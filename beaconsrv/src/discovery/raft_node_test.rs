// Copyright 2021 Datafuse Labs.
//
// Licensed under the Apache License, Version 2.0 (the "License");
// you may not use this file except in compliance with the License.
// You may obtain a copy of the License at
//
//     http://www.apache.org/licenses/LICENSE-2.0
//
// Unless required by applicable law or agreed to in writing, software
// distributed under the License is distributed on an "AS IS" BASIS,
// WITHOUT WARRANTIES OR CONDITIONS OF ANY KIND, either express or implied.
// See the License for the specific language governing permissions and
// limitations under the License.

use std::time::Duration;

use async_raft::State;
use common_base::tokio;
use common_beacon_types::AppInfo;
use common_beacon_types::AutoIncrementInfo;
use common_beacon_types::ErrCode;
use common_beacon_types::ManagerRequest;
use common_beacon_types::OpType;
use common_beacon_types::TsoOpType;
use common_beacon_types::TsoRequest;
use pretty_assertions::assert_eq;

use crate::discovery::store_test::new_test_config;
use crate::discovery::BeaconNode;

#[tokio::test(flavor = "multi_thread", worker_threads = 2)]
async fn test_single_node_boot_and_write() -> anyhow::Result<()> {
    // - Boot a single-node cluster
    // - The catalog group elects itself
    // - A write through the node applies and answers

    let config = new_test_config();
    let node = BeaconNode::boot(&config).await?;

    node.catalog
        .raft
        .wait(Some(Duration::from_secs(10)))
        .state(State::Leader, "catalog leader")
        .await?;

    let mut req = ManagerRequest::new(OpType::CreateApp);
    req.app = Some(AppInfo {
        app_name: "sug".to_string(),
        quota: Some(10),
        ..Default::default()
    });
    let resp = node.submit_manager(req).await;
    assert_eq!(ErrCode::Success, resp.errcode);
    assert_eq!(Some(1), resp.app_id);
    assert_eq!(Some(1), resp.version);

    // the id-allocator group is independent
    node.auto_incr
        .raft
        .wait(Some(Duration::from_secs(10)))
        .state(State::Leader, "auto_incr leader")
        .await?;

    let mut req = ManagerRequest::new(OpType::AddIdForAutoIncrement);
    req.auto_increment = Some(AutoIncrementInfo {
        servlet_id: 1,
        start_id: Some(100),
        ..Default::default()
    });
    let resp = node.submit_manager(req).await;
    assert_eq!(ErrCode::Success, resp.errcode);
    assert_eq!(Some(100), resp.start_id);

    let mut req = ManagerRequest::new(OpType::GenIdForAutoIncrement);
    req.auto_increment = Some(AutoIncrementInfo {
        servlet_id: 1,
        count: 5,
        ..Default::default()
    });
    let resp = node.submit_manager(req).await;
    assert_eq!(Some(100), resp.start_id);
    assert_eq!(Some(105), resp.end_id);

    node.shutdown().await?;
    Ok(())
}

#[tokio::test(flavor = "multi_thread", worker_threads = 2)]
async fn test_single_node_gen_tso() -> anyhow::Result<()> {
    // - Boot; wait for the tso group to lead and the runtime to start serving
    // - Two GenTso answers are strictly increasing

    let config = new_test_config();
    let node = BeaconNode::boot(&config).await?;

    node.tso
        .raft
        .wait(Some(Duration::from_secs(10)))
        .state(State::Leader, "tso leader")
        .await?;

    // serving starts only after the initial replicated update commits
    let mut r1 = None;
    for _ in 0..100 {
        let mut req = TsoRequest::new(TsoOpType::GenTso);
        req.count = 10;
        let resp = node.submit_tso(req).await;
        if resp.errcode == ErrCode::Success {
            r1 = Some(resp);
            break;
        }
        assert_eq!(ErrCode::RetryLater, resp.errcode);
        tokio::time::sleep(Duration::from_millis(50)).await;
    }
    let r1 = r1.expect("tso must start serving");
    let t1 = r1.start_timestamp.unwrap();
    assert_eq!(10, r1.count);

    let mut req = TsoRequest::new(TsoOpType::GenTso);
    req.count = 1;
    let r2 = node.submit_tso(req).await;
    assert_eq!(ErrCode::Success, r2.errcode);
    let t2 = r2.start_timestamp.unwrap();

    assert!(t2 > t1, "timestamps must be strictly increasing: {:?} {:?}", t1, t2);

    // info query does not consume logical space
    let info = node.submit_tso(TsoRequest::new(TsoOpType::QueryTsoInfo)).await;
    assert_eq!(ErrCode::Success, info.errcode);
    assert!(info.save_physical.unwrap() > 0);

    node.shutdown().await?;
    Ok(())
}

__Assignment__
An exact copy of the listing is the goal. Transcribe it in full.

__Solution to the problem__
filename beaconsrv/src/discovery/raft_node_test.rs
// Copyright 2021 Datafuse Labs.
//
// Licensed under the Apache License, Version 2.0 (the "License");
// you may not use this file except in compliance with the License.
// You may obtain a copy of the License at
//
//     http://www.apache.org/licenses/LICENSE-2.0
//
// Unless required by applicable law or agreed to in writing, software
// distributed under the License is distributed on an "AS IS" BASIS,
// WITHOUT WARRANTIES OR CONDITIONS OF ANY KIND, either express or implied.
// See the License for the specific language governing permissions and
// limitations under the License.

use std::time::Duration;

use async_raft::State;
use common_base::tokio;
use common_beacon_types::AppInfo;
use common_beacon_types::AutoIncrementInfo;
use common_beacon_types::ErrCode;
use common_beacon_types::ManagerRequest;
use common_beacon_types::OpType;
use common_beacon_types::TsoOpType;
use common_beacon_types::TsoRequest;
use pretty_assertions::assert_eq;

use crate::discovery::store_test::new_test_config;
use crate::discovery::BeaconNode;

#[tokio::test(flavor = "multi_thread", worker_threads = 2)]
async fn test_single_node_boot_and_write() -> anyhow::Result<()> {
    // - Boot a single-node cluster
    // - The catalog group elects itself
    // - A write through the node applies and answers

    let config = new_test_config();
    let node = BeaconNode::boot(&config).await?;

    node.catalog
        .raft
        .wait(Some(Duration::from_secs(10)))
        .state(State::Leader, "catalog leader")
        .await?;

    let mut req = ManagerRequest::new(OpType::CreateApp);
    req.app = Some(AppInfo {
        app_name: "sug".to_string(),
        quota: Some(10),
        ..Default::default()
    });
    let resp = node.submit_manager(req).await;
    assert_eq!(ErrCode::Success, resp.errcode);
    assert_eq!(Some(1), resp.app_id);
    assert_eq!(Some(1), resp.version);

    // the id-allocator group is independent
    node.auto_incr
        .raft
        .wait(Some(Duration::from_secs(10)))
        .state(State::Leader, "auto_incr leader")
        .await?;

    let mut req = ManagerRequest::new(OpType::AddIdForAutoIncrement);
    req.auto_increment = Some(AutoIncrementInfo {
        servlet_id: 1,
        start_id: Some(100),
        ..Default::default()
    });
    let resp = node.submit_manager(req).await;
    assert_eq!(ErrCode::Success, resp.errcode);
    assert_eq!(Some(100), resp.start_id);

    let mut req = ManagerRequest::new(OpType::GenIdForAutoIncrement);
    req.auto_increment = Some(AutoIncrementInfo {
        servlet_id: 1,
        count: 5,
        ..Default::default()
    });
    let resp = node.submit_manager(req).await;
    assert_eq!(Some(100), resp.start_id);
    assert_eq!(Some(105), resp.end_id);

    node.shutdown().await?;
    Ok(())
}

#[tokio::test(flavor = "multi_thread", worker_threads = 2)]
async fn test_single_node_gen_tso() -> anyhow::Result<()> {
    // - Boot; wait for the tso group to lead and the runtime to start serving
    // - Two GenTso answers are strictly increasing

    let config = new_test_config();
    let node = BeaconNode::boot(&config).await?;

    node.tso
        .raft
        .wait(Some(Duration::from_secs(10)))
        .state(State::Leader, "tso leader")
        .await?;

    // serving starts only after the initial replicated update commits
    let mut r1 = None;
    for _ in 0..100 {
        let mut req = TsoRequest::new(TsoOpType::GenTso);
        req.count = 10;
        let resp = node.submit_tso(req).await;
        if resp.errcode == ErrCode::Success {
            r1 = Some(resp);
            break;
        }
        assert_eq!(ErrCode::RetryLater, resp.errcode);
        tokio::time::sleep(Duration::from_millis(50)).await;
    }
    let r1 = r1.expect("tso must start serving");
    let t1 = r1.start_timestamp.unwrap();
    assert_eq!(10, r1.count);

    let mut req = TsoRequest::new(TsoOpType::GenTso);
    req.count = 1;
    let r2 = node.submit_tso(req).await;
    assert_eq!(ErrCode::Success, r2.errcode);
    let t2 = r2.start_timestamp.unwrap();

    assert!(t2 > t1, "timestamps must be strictly increasing: {:?} {:?}", t1, t2);

    // info query does not consume logical space
    let info = node.submit_tso(TsoRequest::new(TsoOpType::QueryTsoInfo)).await;
    assert_eq!(ErrCode::Success, info.errcode);
    assert!(info.save_physical.unwrap() > 0);

    node.shutdown().await?;
    Ok(())
}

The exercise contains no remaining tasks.